[[ Data supplied, beginning ]]
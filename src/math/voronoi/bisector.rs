// src/math/voronoi/bisector.rs

use crate::math::voronoi::site::Site;

/// Seitenmarker eines Halfedges bzw. Index in `region` / `endpoints`.
#[derive(Debug, Clone, Copy, PartialEq, Eq, Hash)]
pub enum Side {
    Left,
    Right,
}

impl Side {
    pub fn opposite(self) -> Self {
        match self {
            Side::Left => Side::Right,
            Side::Right => Side::Left,
        }
    }

    pub fn slot(self) -> usize {
        match self {
            Side::Left => 0,
            Side::Right => 1,
        }
    }
}

/// Stabiler Handle auf eine Kante im Kanten-Arena des Sweeps.
#[derive(Debug, Clone, Copy, PartialEq, Eq, Hash)]
pub struct EdgeId(pub usize);

/// Mittelsenkrechte zwischen zwei Generator-Sites: `a·x + b·y = c`.
///
/// Der betragsmäßig größere Koeffizient ist exakt `1.0`. Solange keine
/// Endpunkte bekannt sind, ist die Linie in beide Richtungen unendlich.
#[derive(Debug, Clone)]
pub struct BisectorEdge {
    pub a: f64,
    pub b: f64,
    pub c: f64,
    /// `region[0]` links, `region[1]` rechts
    pub region: [Site; 2],
    pub endpoints: [Option<Site>; 2],
    /// Laufende Nummer in Erzeugungsreihenfolge
    pub index: usize,
    /// Wurde bereits durch den Clipper geschickt
    pub clipped: bool,
}

impl BisectorEdge {
    /// Baut die normalisierte Mittelsenkrechte von `s1` und `s2`.
    ///
    /// Ist |dx| > |dy|, wird `a = 1` gesetzt, sonst `b = 1`; damit bleibt die
    /// freie Variable immer die Achse mit der größeren Ausdehnung.
    pub fn bisect(s1: Site, s2: Site, index: usize) -> Self {
        let p1 = s1.coord();
        let p2 = s2.coord();
        let dx = p2.x - p1.x;
        let dy = p2.y - p1.y;
        let c = p1.x * dx + p1.y * dy + (dx * dx + dy * dy) * 0.5;

        let (a, b, c) = if dx.abs() > dy.abs() {
            (1.0, dy / dx, c / dx)
        } else {
            (dx / dy, 1.0, c / dy)
        };

        Self {
            a,
            b,
            c,
            region: [s1, s2],
            endpoints: [None, None],
            index,
            clipped: false,
        }
    }

    /// `true` wenn die Linie in der Form `x = c - b·y` vorliegt.
    pub fn is_x_normalized(&self) -> bool {
        self.a == 1.0
    }

    pub fn region(&self, side: Side) -> Site {
        self.region[side.slot()]
    }

    pub fn endpoint(&self, side: Side) -> Option<Site> {
        self.endpoints[side.slot()]
    }

    /// Setzt einen Endpunkt; `true`, sobald beide Endpunkte bekannt sind.
    pub fn set_endpoint(&mut self, side: Side, vertex: Site) -> bool {
        self.endpoints[side.slot()] = Some(vertex);
        self.endpoints[side.opposite().slot()].is_some()
    }

    /// Abstand der beiden erzeugenden Sites
    pub fn generator_distance(&self) -> f64 {
        self.region[0].distance_to(&self.region[1])
    }

    pub fn has_finite_coefficients(&self) -> bool {
        self.a.is_finite() && self.b.is_finite() && self.c.is_finite()
    }
}
// src/math/types/point.rs
use bevy::math::DVec2;
use serde::{Deserialize, Serialize};
use std::fmt;

/// 2D-Koordinate in doppelter Genauigkeit.
///
/// Die Sweepline rechnet durchgehend in `f64`; `Point` ist das gemeinsame
/// Koordinatenformat für Sites, Voronoi-Knoten und Ausgabekanten.
#[derive(Clone, Copy, Debug, Default, PartialEq, Serialize, Deserialize)]
pub struct Point {
    pub x: f64,
    pub y: f64,
}

impl Point {
    pub const fn new(x: f64, y: f64) -> Self {
        Self { x, y }
    }

    pub fn distance_to(&self, other: Point) -> f64 {
        let dx = self.x - other.x;
        let dy = self.y - other.y;
        (dx * dx + dy * dy).sqrt()
    }

    /// Beide Koordinaten endlich (kein NaN, kein ±inf)
    pub fn is_finite(&self) -> bool {
        self.x.is_finite() && self.y.is_finite()
    }
}

impl fmt::Display for Point {
    fn fmt(&self, f: &mut fmt::Formatter<'_>) -> fmt::Result {
        write!(f, "({},{})", self.x, self.y)
    }
}

// Conversion traits
impl From<DVec2> for Point {
    fn from(v: DVec2) -> Self {
        Self { x: v.x, y: v.y }
    }
}

impl From<Point> for DVec2 {
    fn from(p: Point) -> Self {
        DVec2::new(p.x, p.y)
    }
}

impl From<(f64, f64)> for Point {
    fn from((x, y): (f64, f64)) -> Self {
        Self { x, y }
    }
}

impl From<geo::Coord<f64>> for Point {
    fn from(c: geo::Coord<f64>) -> Self {
        Self { x: c.x, y: c.y }
    }
}

impl From<Point> for geo::Coord<f64> {
    fn from(p: Point) -> Self {
        geo::Coord { x: p.x, y: p.y }
    }
}
impl VoronoiGenerator {
    pub fn new(config: VoronoiConfig) -> MathResult<Self> {
        config.validate()?; // Validiert die übergebene Konfiguration
        Ok(Self { config })
    }

    pub fn config(&self) -> &VoronoiConfig {
        &self.config
    }

    /// Kanten für die Sites `(xs[i], ys[i])`, geclippt auf die konfigurierten
    /// Grenzen (oder die gepolsterte Site-Hülle).
    pub fn generate(&self, xs: &[f64], ys: &[f64]) -> MathResult<Vec<GraphEdge>> {
        self.generate_with_statistics(xs, ys).map(|(edges, _)| edges)
    }

    pub fn generate_points(&self, points: &[Point]) -> MathResult<Vec<GraphEdge>> {
        let sites = SiteStore::from_points(points)?;
        let bounds = self.resolve_bounds(&sites);
        Ok(Sweep::new(sites, self.clipper(bounds))?.run().0)
    }

    /// Wie `generate`, aber mit explizitem Clip-Rechteck.
    pub fn generate_in(
        &self,
        xs: &[f64],
        ys: &[f64],
        bounds: Bounds2D,
    ) -> MathResult<Vec<GraphEdge>> {
        if !bounds.is_valid() {
            return Err(MathError::InvalidConfiguration {
                message: format!("Clip bounds are not a valid rectangle: {}", bounds),
            });
        }
        let sites = SiteStore::new(xs, ys)?;
        Ok(Sweep::new(sites, self.clipper(bounds))?.run().0)
    }

    /// Clip-Rechteck als Einzelgrenzen; vertauschte Grenzen werden korrigiert.
    pub fn generate_voronoi(
        &self,
        xs: &[f64],
        ys: &[f64],
        min_x: f64,
        max_x: f64,
        min_y: f64,
        max_y: f64,
    ) -> MathResult<Vec<GraphEdge>> {
        if ![min_x, max_x, min_y, max_y].iter().all(|v| v.is_finite()) {
            return Err(MathError::InvalidConfiguration {
                message: format!(
                    "Clip extents must be finite, got x {}..{}, y {}..{}",
                    min_x, max_x, min_y, max_y
                ),
            });
        }
        self.generate_in(xs, ys, Bounds2D::from_extents(min_x, max_x, min_y, max_y))
    }

    pub fn generate_with_statistics(
        &self,
        xs: &[f64],
        ys: &[f64],
    ) -> MathResult<(Vec<GraphEdge>, SweepStatistics)> {
        let sites = SiteStore::new(xs, ys)?;
        let bounds = self.resolve_bounds(&sites);
        Ok(Sweep::new(sites, self.clipper(bounds))?.run())
    }

    fn resolve_bounds(&self, sites: &SiteStore) -> Bounds2D {
        self.config.clip_bounds.unwrap_or_else(|| {
            sites
                .bounds()
                .pad(self.config.boundary_padding_factor, MIN_BOUNDS_MARGIN)
        })
    }

    fn clipper(&self, bounds: Bounds2D) -> EdgeClipper {
        EdgeClipper::new(bounds, self.config.min_distance_between_sites)
    }
}

/// Gesamter veränderlicher Zustand eines einzelnen Laufs.
struct Sweep {
    sites: SiteStore,
    bottom_site: Site,
    next_site: Option<Site>,
    beachline: Beachline,
    queue: EventQueue,
    edges: Vec<BisectorEdge>,
    clipper: EdgeClipper,
    output: Vec<GraphEdge>,
    vertex_count: usize,
    state: SweepState,
    stats: SweepStatistics,
}

impl Sweep {
    fn new(mut sites: SiteStore, clipper: EdgeClipper) -> MathResult<Self> {
        let site_count = sites.len();
        let collapsed_sites = sites.collapsed();
        let site_bounds = sites.bounds();
        let sqrt_sites = sites.sqrt_site_count();

        let bottom_site = sites.next().ok_or(MathError::InsufficientPoints {
            expected: 1,
            actual: 0,
        })?;
        let next_site = sites.next();

        let beachline = Beachline::new(2 * sqrt_sites, site_bounds.min.x, site_bounds.width());
        let queue = EventQueue::new(4 * sqrt_sites, site_bounds.min.y, site_bounds.height());

        debug!(
            "Sweep: {} sites ({} duplicates collapsed), site bounds {}, clip bounds {}, beachline hash {}, event buckets {}",
            site_count,
            collapsed_sites,
            site_bounds,
            clipper.bounds(),
            beachline.hash_size(),
            queue.bucket_count()
        );

        Ok(Self {
            sites,
            bottom_site,
            next_site,
            beachline,
            queue,
            edges: Vec::new(),
            clipper,
            output: Vec::new(),
            vertex_count: 0,
            state: SweepState::Running,
            stats: SweepStatistics {
                site_count,
                collapsed_sites,
                ..Default::default()
            },
        })
    }

    fn run(mut self) -> (Vec<GraphEdge>, SweepStatistics) {
        while self.state == SweepState::Running {
            self.state = self.step();
        }
        self.clip_remaining();

        self.stats.bisector_count = self.edges.len();
        self.stats.vertex_count = self.vertex_count;
        debug!(
            "Sweep done: {} site events, {} vertex events, {} bisectors, {} edges emitted ({} suppressed, {} outside)",
            self.stats.site_events,
            self.stats.vertex_events,
            self.stats.bisector_count,
            self.stats.emitted_edges,
            self.stats.suppressed_edges,
            self.stats.outside_edges
        );
        (self.output, self.stats)
    }

    /// Verarbeitet das nächste Event: Site-Event, wenn die nächste Site (y, x)
    /// vor dem kleinsten Vertex-Event liegt, sonst Vertex-Event.
    fn step(&mut self) -> SweepState {
        let min_event = self.queue.peek_min(self.beachline.nodes());

        match (self.next_site, min_event) {
            (Some(site), None) => self.site_event(site),
            (Some(site), Some(event)) if precedes(site.coord(), event) => self.site_event(site),
            (_, Some(_)) => self.vertex_event(),
            (None, None) => return SweepState::Done,
        }
        SweepState::Running
    }

    fn site_event(&mut self, site: Site) {
        let p = site.coord();
        trace!("Sweep: site event {} at {}", site.index(), p);
        self.stats.site_events += 1;

        let lbnd = self.beachline.find_left_of(p, &self.edges);
        let rbnd = self.beachline.right(lbnd);
        let bot = self
            .beachline
            .right_region(lbnd, &self.edges, self.bottom_site);

        let edge = self.bisect(bot, site);

        let bisector = self.beachline.create(edge, Side::Left);
        self.beachline.insert_after(lbnd, bisector);
        if let Some(vertex) = self.intersect(lbnd, bisector) {
            let nodes = self.beachline.nodes_mut();
            self.queue.delete(nodes, lbnd);
            self.queue.insert(nodes, lbnd, vertex, vertex.distance_to(p));
        }

        let lbnd = bisector;
        let bisector = self.beachline.create(edge, Side::Right);
        self.beachline.insert_after(lbnd, bisector);
        if let Some(vertex) = self.intersect(bisector, rbnd) {
            let nodes = self.beachline.nodes_mut();
            self.queue.insert(nodes, bisector, vertex, vertex.distance_to(p));
        }

        self.next_site = self.sites.next();
    }

    fn vertex_event(&mut self) {
        let Some((lbnd, point)) = self.queue.extract_min(self.beachline.nodes_mut()) else {
            return;
        };
        self.stats.vertex_events += 1;

        let llbnd = self.beachline.left(lbnd);
        let rbnd = self.beachline.right(lbnd);
        let rrbnd = self.beachline.right(rbnd);
        let mut bot = self
            .beachline
            .left_region(lbnd, &self.edges, self.bottom_site);
        let mut top = self
            .beachline
            .right_region(rbnd, &self.edges, self.bottom_site);

        let vertex = self.make_vertex(point);
        trace!("Sweep: vertex event {} at {}", vertex.index(), point);

        self.close_halfedge(lbnd, vertex);
        self.close_halfedge(rbnd, vertex);
        self.beachline.delete(lbnd);
        self.queue.delete(self.beachline.nodes_mut(), rbnd);
        self.beachline.delete(rbnd);

        // Die feste Seite gehört zur Site mit dem größeren y
        let mut side = Side::Left;
        if bot.coord().y > top.coord().y {
            std::mem::swap(&mut bot, &mut top);
            side = Side::Right;
        }

        let edge = self.bisect(bot, top);
        let bisector = self.beachline.create(edge, side);
        self.beachline.insert_after(llbnd, bisector);
        self.endpoint(edge, side.opposite(), vertex);

        let bot_coord = bot.coord();
        if let Some(p) = self.intersect(llbnd, bisector) {
            let nodes = self.beachline.nodes_mut();
            self.queue.delete(nodes, llbnd);
            self.queue.insert(nodes, llbnd, p, p.distance_to(bot_coord));
        }
        if let Some(p) = self.intersect(bisector, rrbnd) {
            let nodes = self.beachline.nodes_mut();
            self.queue.insert(nodes, bisector, p, p.distance_to(bot_coord));
        }
    }

    fn bisect(&mut self, s1: Site, s2: Site) -> EdgeId {
        let id = EdgeId(self.edges.len());
        self.edges.push(BisectorEdge::bisect(s1, s2, id.0));
        id
    }

    fn intersect(&self, first: HalfEdgeId, second: HalfEdgeId) -> Option<Point> {
        predicates::intersect(
            self.beachline.node(first),
            self.beachline.node(second),
            &self.edges,
        )
    }

    /// Vergibt die nächste Knotennummer; erst hier steht fest, dass das Event feuert.
    fn make_vertex(&mut self, coord: Point) -> Site {
        let vertex = Site::Vertex {
            coord,
            index: self.vertex_count,
        };
        self.vertex_count += 1;
        vertex
    }

    fn close_halfedge(&mut self, he: HalfEdgeId, vertex: Site) {
        let node = self.beachline.node(he);
        if let Some(edge) = node.edge {
            let side = node.side;
            self.endpoint(edge, side, vertex);
        }
    }

    fn endpoint(&mut self, edge: EdgeId, side: Side, vertex: Site) {
        if self.edges[edge.0].set_endpoint(side, vertex) {
            self.clip(edge);
        }
    }

    fn clip(&mut self, edge: EdgeId) {
        let bisector = &mut self.edges[edge.0];
        if bisector.clipped {
            return;
        }
        bisector.clipped = true;

        match self.clipper.clip(bisector) {
            ClipOutcome::Emitted(graph_edge) => {
                self.stats.emitted_edges += 1;
                self.output.push(graph_edge);
            }
            ClipOutcome::Suppressed => self.stats.suppressed_edges += 1,
            ClipOutcome::Outside => self.stats.outside_edges += 1,
        }
    }

    /// Nach dem Sweep: alle noch offenen Kanten der Beachline einmal clippen.
    fn clip_remaining(&mut self) {
        let open: Vec<EdgeId> = self
            .beachline
            .iter()
            .filter_map(|he| self.beachline.node(he).edge)
            .collect();
        for edge in open {
            self.clip(edge);
        }
    }
}

/// Kommt die Site vor dem Event (`event.y` = ystar, `event.x` = Knoten-x)?
fn precedes(site: Point, event: Point) -> bool {
    site.y < event.y || (site.y == event.y && site.x < event.x)
}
[[ Data supplied, end ]]
→ Prompt: Using the records above, set down exactly the lines from the one with "self.beachline.delete(lbnd);" through the one with "fn bisect(&mut self, s1: Site, s2: Site)", inclusive, and nothing more.

→ Exercise output:
        self.beachline.delete(lbnd);
        self.queue.delete(self.beachline.nodes_mut(), rbnd);
        self.beachline.delete(rbnd);

        // Die feste Seite gehört zur Site mit dem größeren y
        let mut side = Side::Left;
        if bot.coord().y > top.coord().y {
            std::mem::swap(&mut bot, &mut top);
            side = Side::Right;
        }

        let edge = self.bisect(bot, top);
        let bisector = self.beachline.create(edge, side);
        self.beachline.insert_after(llbnd, bisector);
        self.endpoint(edge, side.opposite(), vertex);

        let bot_coord = bot.coord();
        if let Some(p) = self.intersect(llbnd, bisector) {
            let nodes = self.beachline.nodes_mut();
            self.queue.delete(nodes, llbnd);
            self.queue.insert(nodes, llbnd, p, p.distance_to(bot_coord));
        }
        if let Some(p) = self.intersect(bisector, rrbnd) {
            let nodes = self.beachline.nodes_mut();
            self.queue.insert(nodes, bisector, p, p.distance_to(bot_coord));
        }
    }

    fn bisect(&mut self, s1: Site, s2: Site) -> EdgeId {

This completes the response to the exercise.